Microsoft Cancels Exchange Mailbox External Recipient Rate Limit

Customer Feedback and No Viable Replacement Forces Cancellation of Mailbox External Recipient Rate

Exchange Online drops mailbox external recipient rate limit.

In an unexpected development, the Exchange product group announced in a January 6 EHLO blog post that they have decided to cancel the introduction of the mailbox external recipient rate limit (MERR). Originally proposed in April 2024, Microsoft planned to introduce the new mailbox restriction of being able to send email to 2,000 external recipients over a 24-hour sliding window in January 2025. Following customer pushback, Microsoft subsequently changed the introduction date to April 2026.

Given the wording of the announcement, it seems clear that the level of customer pushback increased as organizations figured out what effect a 2,000 limit would have on their operations. Although Microsoft is quite clear that Exchange Online is not designed to handle bulk email, there’s no doubt that many tenants send communications to external recipients that come perilously close to bulk email. I guess that one person’s highly specific and precise marketing monthly update is another person’s spam.
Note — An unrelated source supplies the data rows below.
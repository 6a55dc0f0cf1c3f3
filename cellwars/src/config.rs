use std::path::Path;

use serde::Deserialize;

/// Settings shared by both peers. Any field missing from a config file
/// takes its default.
#[derive(Clone, Debug, PartialEq, Eq, Deserialize)]
#[serde(default, deny_unknown_fields)]
pub struct GameConfig {
    pub grid_width: usize,
    pub grid_height: usize,
    /// The game is over once this many rounds have been played.
    pub total_turns: u32,
    /// Minimum time between two animation steps.
    pub tick_interval_ms: u64,
    /// How many changes each animation step applies.
    pub changes_per_tick: usize,
    pub port: u16,
}

impl Default for GameConfig {
    fn default() -> Self {
        Self {
            grid_width: 20,
            grid_height: 20,
            total_turns: 10,
            tick_interval_ms: 50,
            changes_per_tick: 1,
            port: 5555,
        }
    }
}

impl GameConfig {
    pub fn load(path: &Path) -> anyhow::Result<Self> {
        let contents = std::fs::read_to_string(path)?;
        let config: GameConfig = serde_json::from_str(&contents)?;
        if config.grid_width == 0 || config.grid_height == 0 {
            anyhow::bail!("Grid in '{}' has no cells", path.display());
        }
        Ok(config)
    }
}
The tenant-level External Recipient Rate Limit and the overall mailbox recipient limit remain in place and are unaffected by the cancellation.

Make Exchange Online Less Attractive to Spammers

The idea between a mailbox external rate limit is simple. If people can’t send more than 2,000 external emails over a 24-hour period, Exchange Online becomes a lot less friendly for spamming operations. Although some Microsoft decisions seem to be made in a perfect vacuum, I know that telemetry showed that not many mailboxes would fall foul of the limit.

However, the problem is that some of the mailboxes that would be affected send important messages that are incorporated into business processes. A decision to limit spamming also affects how organizations work and their communication with their customers and partners, and that’s unacceptable. Any change made that removes functionality that people depend on is intolerable unless an adequate replacement is available.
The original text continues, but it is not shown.